■ **Task goal**
Return all lines in the material below that contain "Euro".

■ **Materials provided**
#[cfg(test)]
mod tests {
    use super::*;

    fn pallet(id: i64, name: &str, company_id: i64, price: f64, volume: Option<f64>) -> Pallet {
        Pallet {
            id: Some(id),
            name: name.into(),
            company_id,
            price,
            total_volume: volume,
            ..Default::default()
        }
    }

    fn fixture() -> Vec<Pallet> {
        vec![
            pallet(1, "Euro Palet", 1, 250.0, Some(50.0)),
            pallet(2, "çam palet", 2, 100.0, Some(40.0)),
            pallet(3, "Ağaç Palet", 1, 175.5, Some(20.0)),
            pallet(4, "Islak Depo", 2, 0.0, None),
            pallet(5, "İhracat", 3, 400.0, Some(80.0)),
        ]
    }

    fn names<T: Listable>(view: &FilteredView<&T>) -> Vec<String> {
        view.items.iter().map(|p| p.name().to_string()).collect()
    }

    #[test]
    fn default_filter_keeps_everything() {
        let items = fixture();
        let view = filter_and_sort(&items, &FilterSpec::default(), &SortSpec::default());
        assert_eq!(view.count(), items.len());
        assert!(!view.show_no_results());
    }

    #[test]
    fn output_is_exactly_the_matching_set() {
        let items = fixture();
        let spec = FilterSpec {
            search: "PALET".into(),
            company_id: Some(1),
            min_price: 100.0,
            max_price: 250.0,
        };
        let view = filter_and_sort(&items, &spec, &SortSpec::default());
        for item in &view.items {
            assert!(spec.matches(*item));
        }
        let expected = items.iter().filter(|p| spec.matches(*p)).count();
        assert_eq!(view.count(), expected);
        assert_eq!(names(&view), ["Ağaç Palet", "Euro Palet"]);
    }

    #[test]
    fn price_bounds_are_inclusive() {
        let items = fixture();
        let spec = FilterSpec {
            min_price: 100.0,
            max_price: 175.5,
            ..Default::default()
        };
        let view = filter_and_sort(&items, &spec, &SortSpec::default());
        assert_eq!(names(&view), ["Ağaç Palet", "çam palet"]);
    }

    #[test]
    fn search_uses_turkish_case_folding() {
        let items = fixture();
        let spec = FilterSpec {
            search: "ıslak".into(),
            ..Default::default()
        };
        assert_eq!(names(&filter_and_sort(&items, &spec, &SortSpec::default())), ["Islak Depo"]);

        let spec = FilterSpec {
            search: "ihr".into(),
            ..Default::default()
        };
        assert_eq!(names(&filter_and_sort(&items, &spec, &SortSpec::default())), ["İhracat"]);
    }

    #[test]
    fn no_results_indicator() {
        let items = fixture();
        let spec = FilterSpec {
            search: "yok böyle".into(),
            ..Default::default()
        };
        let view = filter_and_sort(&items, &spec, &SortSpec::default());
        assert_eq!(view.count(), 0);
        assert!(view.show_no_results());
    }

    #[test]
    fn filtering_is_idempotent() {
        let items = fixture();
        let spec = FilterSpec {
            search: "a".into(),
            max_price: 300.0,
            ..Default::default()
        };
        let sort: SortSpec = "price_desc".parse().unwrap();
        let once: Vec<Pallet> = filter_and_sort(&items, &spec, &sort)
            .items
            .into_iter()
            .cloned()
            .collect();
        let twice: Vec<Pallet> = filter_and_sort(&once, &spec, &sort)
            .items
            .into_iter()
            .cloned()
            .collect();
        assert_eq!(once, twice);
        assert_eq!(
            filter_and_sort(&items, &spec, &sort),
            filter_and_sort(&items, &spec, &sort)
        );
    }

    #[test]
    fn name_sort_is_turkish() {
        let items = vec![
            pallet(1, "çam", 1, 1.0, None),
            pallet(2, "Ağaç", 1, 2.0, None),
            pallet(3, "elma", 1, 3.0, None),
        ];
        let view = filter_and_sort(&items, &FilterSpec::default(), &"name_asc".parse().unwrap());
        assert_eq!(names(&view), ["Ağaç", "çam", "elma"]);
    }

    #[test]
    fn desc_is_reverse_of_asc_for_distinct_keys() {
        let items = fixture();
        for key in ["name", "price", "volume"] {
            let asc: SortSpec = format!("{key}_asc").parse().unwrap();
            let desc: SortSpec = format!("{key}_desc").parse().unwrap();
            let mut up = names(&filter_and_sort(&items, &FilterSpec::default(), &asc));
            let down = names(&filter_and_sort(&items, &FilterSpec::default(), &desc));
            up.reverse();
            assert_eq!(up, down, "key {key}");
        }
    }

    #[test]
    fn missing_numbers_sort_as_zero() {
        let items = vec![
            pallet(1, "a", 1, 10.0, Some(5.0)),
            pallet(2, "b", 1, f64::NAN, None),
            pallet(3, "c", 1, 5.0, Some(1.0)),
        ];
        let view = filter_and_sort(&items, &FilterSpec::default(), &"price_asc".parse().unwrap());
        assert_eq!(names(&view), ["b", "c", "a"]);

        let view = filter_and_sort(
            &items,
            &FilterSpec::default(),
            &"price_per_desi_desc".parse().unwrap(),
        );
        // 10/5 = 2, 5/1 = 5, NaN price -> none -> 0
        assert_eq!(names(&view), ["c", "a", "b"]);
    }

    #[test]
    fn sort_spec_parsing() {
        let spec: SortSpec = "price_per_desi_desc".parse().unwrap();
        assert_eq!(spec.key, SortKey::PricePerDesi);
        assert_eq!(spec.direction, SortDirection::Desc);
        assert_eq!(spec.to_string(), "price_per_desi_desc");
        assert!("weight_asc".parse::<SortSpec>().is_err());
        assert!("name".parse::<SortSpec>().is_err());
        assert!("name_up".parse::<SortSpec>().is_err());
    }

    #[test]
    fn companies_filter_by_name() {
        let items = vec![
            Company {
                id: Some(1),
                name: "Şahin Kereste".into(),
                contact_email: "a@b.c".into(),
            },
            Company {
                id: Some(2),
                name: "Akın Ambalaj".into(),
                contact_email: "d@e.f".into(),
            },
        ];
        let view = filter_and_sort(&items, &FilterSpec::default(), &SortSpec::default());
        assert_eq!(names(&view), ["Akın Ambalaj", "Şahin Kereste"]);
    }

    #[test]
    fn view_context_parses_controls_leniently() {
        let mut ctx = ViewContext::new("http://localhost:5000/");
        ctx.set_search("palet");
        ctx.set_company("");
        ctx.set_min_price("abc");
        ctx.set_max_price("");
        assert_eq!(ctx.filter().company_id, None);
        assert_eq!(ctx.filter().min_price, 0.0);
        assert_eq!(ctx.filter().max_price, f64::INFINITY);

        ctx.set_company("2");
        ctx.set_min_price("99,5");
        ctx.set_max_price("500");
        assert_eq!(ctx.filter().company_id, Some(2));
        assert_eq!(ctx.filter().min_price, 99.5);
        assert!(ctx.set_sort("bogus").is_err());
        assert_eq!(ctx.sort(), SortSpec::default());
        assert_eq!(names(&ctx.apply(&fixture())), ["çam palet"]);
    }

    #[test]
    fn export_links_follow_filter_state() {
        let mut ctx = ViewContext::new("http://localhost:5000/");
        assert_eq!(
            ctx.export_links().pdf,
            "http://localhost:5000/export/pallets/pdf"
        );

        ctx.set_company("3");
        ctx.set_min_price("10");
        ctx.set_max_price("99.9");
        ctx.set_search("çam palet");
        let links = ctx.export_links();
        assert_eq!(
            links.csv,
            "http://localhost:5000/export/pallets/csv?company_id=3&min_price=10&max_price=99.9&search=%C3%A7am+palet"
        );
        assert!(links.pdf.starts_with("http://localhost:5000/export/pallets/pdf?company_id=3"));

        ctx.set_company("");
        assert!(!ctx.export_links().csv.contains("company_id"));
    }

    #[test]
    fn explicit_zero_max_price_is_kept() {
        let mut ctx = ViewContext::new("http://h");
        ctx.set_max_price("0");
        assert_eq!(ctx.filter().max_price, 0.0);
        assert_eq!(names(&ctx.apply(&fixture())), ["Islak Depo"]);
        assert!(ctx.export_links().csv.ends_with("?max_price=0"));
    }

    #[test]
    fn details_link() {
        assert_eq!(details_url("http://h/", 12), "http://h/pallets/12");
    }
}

■ **Solution to the problem**
            pallet(1, "Euro Palet", 1, 250.0, Some(50.0)),
        assert_eq!(names(&view), ["Ağaç Palet", "Euro Palet"]);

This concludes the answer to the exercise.